Another approach using exclusive or (xor):

public int GetCommonPrefixLength(byte a, byte b)
{
    int c = a ^ b;
    int len = -1;
    while ((++len < 8) && ((c & 0x80) == 0))
        c = c << 1;
    return len;
}

Answer 8

Here's one without a table or a loop:

len =  (a^b) ? (7 - (int)Math.Log( a^b, 2)) : 8;

Explanation:

log₂ X is the power to which the number 2 must be raised to obtain the value X. Since each bit in a binary number represents the next power of 2, you can use this fact to find the highest bit set (counting from 0):

2**0   = 1 = 0b0001;  log2(1) = 0
2**1   = 2 = 0b0010;  log2(2) = 1
2**1.6 =~3 = 0b0011;  log2(3) =~1.6; (int)log2(3) = 1
2**2   = 4 = 0b0100;  log2(4) = 2
...
2**3   = 8 = 0b1000;  log2(8) = 3

So the code works by taking a XOR b, which sets only the bits which are different. If the result is non-zero, we use log2 to find the highest bit set. 7 less the result gives the number of leading zeros = the number of common bits.
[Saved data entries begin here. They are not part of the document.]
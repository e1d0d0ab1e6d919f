// SPDX-License-Identifier: Apache-2.0
// Copyright (c) 2025 Au-Zone Technologies. All Rights Reserved.

//! Motion-gated capture loop.
//!
//! Streams the video pipeline into the encoder until a frame arrives whose
//! `motion_detect.result` metadata is `true`. There is no time based exit;
//! the loop ends on the first detection, a `Quit` event, or shutdown.

use crate::{
    error::AcquisitionError,
    event::{NotificationEvent, StreamFlags, StreamId, StreamLayout, MOTION_DETECT_RESULT},
    source::{restart_capture, stop_quietly, FrameRequest, NotificationSource, RunFlag},
    video::EncoderSink,
};
use tracing::{debug, error, info, info_span, warn};

/// Result of [`run_motion_watch`].
#[derive(Clone, Copy, Debug, PartialEq, Eq)]
pub struct MotionOutcome {
    /// False only when the run flag was cleared.
    pub completed_normally: bool,
    pub motion_detected: bool,
}

/// Opens the camera, starts the encoder and capture, and watches for motion.
///
/// Returns `(true, true)` on the first positive detection, `(true, false)`
/// on `Quit` and `(false, false)` on shutdown. Frames after the detecting
/// one are never requested.
pub fn run_motion_watch<S, E>(
    source: &mut S,
    encoder: &mut E,
    run_flag: &RunFlag,
) -> Result<MotionOutcome, AcquisitionError>
where
    S: NotificationSource,
    E: EncoderSink,
{
    let _span = info_span!("motion_watch").entered();

    source.open()?;
    source.configure(StreamFlags::VIDEO)?;
    let layout = source.stream_info(StreamId::Video);
    if layout.is_none() {
        warn!("video stream not configured, frames will not be encoded");
    }

    encoder.start().map_err(AcquisitionError::Encoder)?;
    if let Err(e) = source.start() {
        stop_encoder(encoder);
        return Err(e.into());
    }
    info!("motion watch started");

    let mut frames: u64 = 0;
    loop {
        if !run_flag.is_running() {
            info!(frames, "shutdown requested, stopping motion watch");
            stop_pipeline(source, encoder);
            return Ok(MotionOutcome {
                completed_normally: false,
                motion_detected: false,
            });
        }

        match source.wait() {
            NotificationEvent::Timeout => {
                warn!("camera timed out, restarting capture");
                restart_capture(source)?;
            }
            NotificationEvent::Quit => {
                info!(frames, "quit received");
                return Ok(MotionOutcome {
                    completed_normally: true,
                    motion_detected: false,
                });
            }
            NotificationEvent::Unrecognized(code) => {
                error!(code, "unrecognised event type");
                stop_pipeline(source, encoder);
                return Err(AcquisitionError::UnrecognizedEvent(code));
            }
            NotificationEvent::FrameReady(request) => {
                frames += 1;
                forward_frame(encoder, &request, layout.as_ref());

                let detected = match request.metadata().get(MOTION_DETECT_RESULT) {
                    Some(value) => value.as_bool().unwrap_or_else(|| {
                        debug!(?value, "non-boolean {MOTION_DETECT_RESULT}");
                        false
                    }),
                    None => false,
                };

                if detected {
                    let timestamp_us = request.timestamp_us();
                    info!(frames, timestamp_us, "motion detected");
                    drop(request);
                    stop_pipeline(source, encoder);
                    return Ok(MotionOutcome {
                        completed_normally: true,
                        motion_detected: true,
                    });
                }
            }
        }
    }
}

fn forward_frame<R, E>(encoder: &mut E, request: &R, layout: Option<&StreamLayout>)
where
    R: FrameRequest,
    E: EncoderSink,
{
    if let Some(layout) = layout {
        match request.acquire_scoped_read(StreamId::Video) {
            Some(buffer) => {
                if let Err(e) = encoder.encode(&buffer, layout, request.timestamp_us()) {
                    warn!("encode failed: {e}");
                }
            }
            None => debug!("request carries no video buffer"),
        }
    }

    if let Err(e) = encoder.metadata(request.metadata()) {
        warn!("metadata output failed: {e}");
    }
}

fn stop_encoder<E: EncoderSink>(encoder: &mut E) {
    if let Err(e) = encoder.stop() {
        warn!("encoder stop failed: {e}");
    }
}

fn stop_pipeline<S: NotificationSource, E: EncoderSink>(source: &mut S, encoder: &mut E) {
    stop_quietly(source);
    stop_encoder(encoder);
}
There is a special case when a XOR b == 0: log2(0) is -Infinity, so that won't work, but we know that all the bits must match, so the answer is 8.

Answer 9

int i;
for (i=0;i<sizeof(byte);i++)
    if (a >> sizeof(byte)-i != b >> sizeof(byte)-i) break;

Answer 10

The 256-byte table versions seem quite nice; depending upon caching and branching issues, a 16-byte table version might or might not run faster. Something like:

/* Assumes table[16] is defined similarly to the table[256] in earlier examples */
unsigned int find_mismatch(unsigned char a, unsigned char b)
{
  unsigned char mismatch;
  mismatch = a^b;
  if (mismatch & 0xF0)
    return table[mismatch >> 4];
  else
    return table[mismatch]+4;
}

More instructions, including a branch, but since the table is now only 16 bytes it would take only one or two cache misses to fill entirely. Another approach, using a total of three lookups on a 16-byte table and a five-byte table, but no branching:

unsigned char table2[5] = {0,0,0,0,0xFF};

unsigned int find_mismatch(unsigned char a, unsigned char b)
{
  unsigned char mismatch,temp2;
  mismatch = a^b;
  temp2 = table[mismatch >> 4];
  return temp2 + (table2[temp2] & table[mismatch & 15]);
}

One would have to do some profiling in the real application to see whether the reduced cache load of the smaller tables was sufficient to offset the extra instructions.